NUSANEWS - Calon Wakil Presiden (Cawapres) Sandiaga Salahuddin Uno menyoroti kebijakan media. Hal itu terkait pernyataan Calon Presiden (Capres) Prabowo Subianto yang geram terhadap sejumlah media karena tidak meliput Reuni 212 di Monas, Jakarta, Minggu (2/12) lalu.
Sandiaga menyampaikan, kemarahan Prabowo lebih mengarah kepada kebijakan media. Yakni, harus menjadi otokritik. "Kalian (wartawan) sebetulnya ingin memberitakan. Tapi tentunya kebijakan dari pimpinan. Dari segi headline, mana yang baik, mana yang tidak. Itu kan bukan kekuasaan wartawan," ujar Sandiaga pada awak media saat menghadiri salah satu kegiatan di Kota Malang, Kamis (6/12).

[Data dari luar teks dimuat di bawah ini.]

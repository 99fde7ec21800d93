//! Actions representing side effects to be executed by the plugin runtime.
//!
//! The event handler returns a `Vec<Action>` after processing each event. The plugin
//! shim executes them in order against the Zellij host API. Nothing in the library
//! calls the host directly, which keeps the handler testable without a running
//! Zellij.
//!
//! # Example
//!
//! ```rust
//! use recipe_box::app::Action;
//!
//! let actions = vec![
//!     Action::ArmTimer { millis: 500 },
//!     Action::OpenUrl { url: "https://example.com/recipe".to_string() },
//! ];
//! assert_eq!(actions.len(), 2);
//! ```

use std::collections::BTreeMap;

/// Commands representing side effects to be executed by the plugin runtime.
#[derive(Debug, Clone, PartialEq, Eq)]
pub enum Action {
    /// Hides the plugin pane.
    CloseFocus,

    /// Arms a one-shot host timer. Its firing comes back as a timer event.
    ArmTimer {
        /// Delay in milliseconds.
        millis: u64,
    },

    /// Issues a GET through the host. The result comes back with `context` intact.
    WebRequest {
        url: String,
        /// Request id and trace ids.
        context: BTreeMap<String, String>,
    },

    /// Opens a link in the user's browser via `xdg-open`.
    OpenUrl { url: String },
}
//! Shared rendering utilities and helpers.
//!
//! Components write into a `String` frame through [`std::fmt::Write`]. The helpers
//! here handle cursor positioning, query-term highlighting and width-limited text.
//! All widths are counted in characters, not bytes.
//!
//! # Example
//!
//! ```rust
//! use recipe_box::ui::helpers::{highlight_ranges, truncate};
//!
//! assert_eq!(highlight_ranges("Chicken Soup", "soup"), vec![(8, 12)]);
//! assert_eq!(truncate("Mediterranean", 6), "Medit…");
//! ```

use crate::ui::theme::Theme;
use fuzzy_matcher::skim::SkimMatcherV2;
use fuzzy_matcher::FuzzyMatcher;
use std::fmt::{self, Write};

/// Moves the cursor to a 1-indexed row and column.
///
/// # Errors
///
/// Propagates the writer's error.
pub fn position_cursor(out: &mut impl Write, row: usize, col: usize) -> fmt::Result {
    write!(out, "\u{1b}[{row};{col}H")
}

/// Number of terminal columns `text` takes, assuming one per character.
#[must_use]
pub fn width(text: &str) -> usize {
    text.chars().count()
}

/// Cuts `text` to at most `max` characters, marking the cut with an ellipsis.
#[must_use]
pub fn truncate(text: &str, max: usize) -> String {
    if width(text) <= max {
        return text.to_string();
    }
    if max == 0 {
        return String::new();
    }
    let mut cut: String = text.chars().take(max - 1).collect();
    cut.push('…');
    cut
}

/// Writes `text` cut or padded to exactly `cols` characters.
///
/// # Errors
///
/// Propagates the writer's error.
pub fn write_fitted(out: &mut impl Write, text: &str, cols: usize) -> fmt::Result {
    let text = truncate(text, cols);
    write!(out, "{text}{}", " ".repeat(cols.saturating_sub(width(&text))))
}

/// Writes `text` centered in `cols`, padding both sides.
///
/// # Errors
///
/// Propagates the writer's error.
pub fn write_centered(out: &mut impl Write, text: &str, cols: usize) -> fmt::Result {
    let text = truncate(text, cols);
    let len = width(&text);
    let padding = cols.saturating_sub(len) / 2;
    write!(
        out,
        "{}{text}{}",
        " ".repeat(padding),
        " ".repeat(cols.saturating_sub(padding + len))
    )
}

/// Character ranges of `text` that fuzzy-match `query`.
///
/// Matched characters are merged into contiguous `(start, end)` runs with `end`
/// exclusive. A blank query or no match yields no ranges.
#[must_use]
pub fn highlight_ranges(text: &str, query: &str) -> Vec<(usize, usize)> {
    let query = query.trim();
    if query.is_empty() {
        return vec![];
    }

    let matcher = SkimMatcherV2::default();
    let Some((_, indices)) = matcher.fuzzy_indices(text, query) else {
        return vec![];
    };

    let mut ranges: Vec<(usize, usize)> = Vec::new();
    for index in indices {
        match ranges.last_mut() {
            Some((_, end)) if *end == index => *end = index + 1,
            _ => ranges.push((index, index + 1)),
        }
    }
    ranges
}

/// Writes text with highlighted character ranges.
///
/// When `is_selected` is set the highlights are skipped so they do not fight the
/// selection background.
///
/// # Parameters
///
/// * `out` - Frame being written
/// * `text` - The text to render
/// * `ranges` - Character index ranges to highlight `(start, end)`, end exclusive
/// * `theme` - Active color theme for highlight colors
/// * `is_selected` - Whether the item is currently selected
///
/// # Errors
///
/// Propagates the writer's error.
pub fn render_highlighted_text(
    out: &mut impl Write,
    text: &str,
    ranges: &[(usize, usize)],
    theme: &Theme,
    is_selected: bool,
) -> fmt::Result {
    if ranges.is_empty() || is_selected {
        return write!(out, "{text}");
    }

    let chars: Vec<char> = text.chars().collect();
    let mut current_pos = 0;

    for &(start, end) in ranges {
        let start = start.min(chars.len());
        let end = end.min(chars.len());
        if start < current_pos || start >= end {
            continue;
        }

        if start > current_pos {
            let normal_section: String = chars[current_pos..start].iter().collect();
            write!(out, "{normal_section}")?;
        }

        let highlighted_section: String = chars[start..end].iter().collect();
        write!(
            out,
            "{}{}{highlighted_section}{}{}",
            Theme::fg(&theme.colors.match_highlight_fg),
            Theme::bg(&theme.colors.match_highlight_bg),
            Theme::reset(),
            Theme::fg(&theme.colors.text_normal),
        )?;

        current_pos = end;
    }

    if current_pos < chars.len() {
        let remaining: String = chars[current_pos..].iter().collect();
        write!(out, "{remaining}")?;
    }
    Ok(())
}

/// Rating as five stars, filled up to `rating`.
#[must_use]
pub fn stars(rating: Option<u8>) -> String {
    let filled = usize::from(rating.unwrap_or(0).min(5));
    format!("{}{}", "★".repeat(filled), "☆".repeat(5 - filled))
}

#[cfg(test)]
mod tests {
    use super::*;
    use pretty_assertions::assert_eq;

    #[test]
    fn consecutive_matches_merge_into_runs() {
        assert_eq!(highlight_ranges("Pasta Carbonara", "pasta"), vec![(0, 5)]);
        assert_eq!(highlight_ranges("Pasta", "   "), vec![]);
        assert_eq!(highlight_ranges("Pasta", "xyz"), vec![]);
    }

    #[test]
    fn truncate_counts_characters() {
        assert_eq!(truncate("Crème brûlée", 20), "Crème brûlée");
        assert_eq!(truncate("Crème brûlée", 5), "Crèm…");
        assert_eq!(truncate("abc", 0), "");
    }

    #[test]
    fn fitted_and_centered_fill_the_width() {
        let mut out = String::new();
        write_fitted(&mut out, "ab", 4).unwrap();
        write_centered(&mut out, "ab", 6).unwrap();
        assert_eq!(out, "ab    ab  ");
    }

    #[test]
    fn highlights_skip_when_selected() {
        let theme = Theme::default();
        let mut plain = String::new();
        render_highlighted_text(&mut plain, "Soup", &[(0, 2)], &theme, true).unwrap();
        assert_eq!(plain, "Soup");

        let mut lit = String::new();
        render_highlighted_text(&mut lit, "Soup", &[(0, 2)], &theme, false).unwrap();
        assert!(lit.starts_with(&Theme::fg(&theme.colors.match_highlight_fg)));
        assert!(lit.ends_with("up"));
    }

    #[test]
    fn stars_fill_to_rating() {
        assert_eq!(stars(Some(3)), "★★★☆☆");
        assert_eq!(stars(None), "☆☆☆☆☆");
    }
}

Mantan Wakil Gubernur DKI Jakarta itu juga menyebutkan, media saat ini banyak dikuasai pengusaha besar yang berpihak pada salah satu pasangan calon (paslon). "Karena sekarang media juga dikuasai pengusaha-pengusaha besar yang aktif di pemenangan dari paslon tertentu. Tentunya ini menjadi satu koreksi bagi kami. Pembatasan media dan kekuasaan itu menjadi sangat penting," terang Sandiaga.
Sandiaga lantas mengklarifikasi pernyataan Prabowo yang mengungkapkan kekesalan kepada media. Menurutnya, Prabowo hanya menyampaikan kritik. "Bukan hanya pada media, kepada wartawan. Tapi pada kita semua, pada elite terutama," ujarnya.
Masyarakat membutuhkan berita yang balance, berita yang cover both side, serta berita yang betul-betul membangkitkan persatuan semangat ukhuwah. "Peristiwa 212 adalah tes poin, bagaimana pemberitaan. Kami terima kasih ada beberapa media yang balance memberikan coverage, memberikan liputan yang melihat dari dua sisi," terang Sandiaga.
Prabowo sebenarnya ingin media bisa menjadi pilar demokrasi. Jangan sampai media kehilangan objektivitas dari pilar demokrasi. "Ini sebuah kritik.Pak Prabowo sudah sampaikan. Jangan terpecah belah, kami koreksi. Nanti kalau ada even-even berikutnya menuju 17 April 2019, pilpres, jangan media tidak objektif dalam memberitakan," paparnya.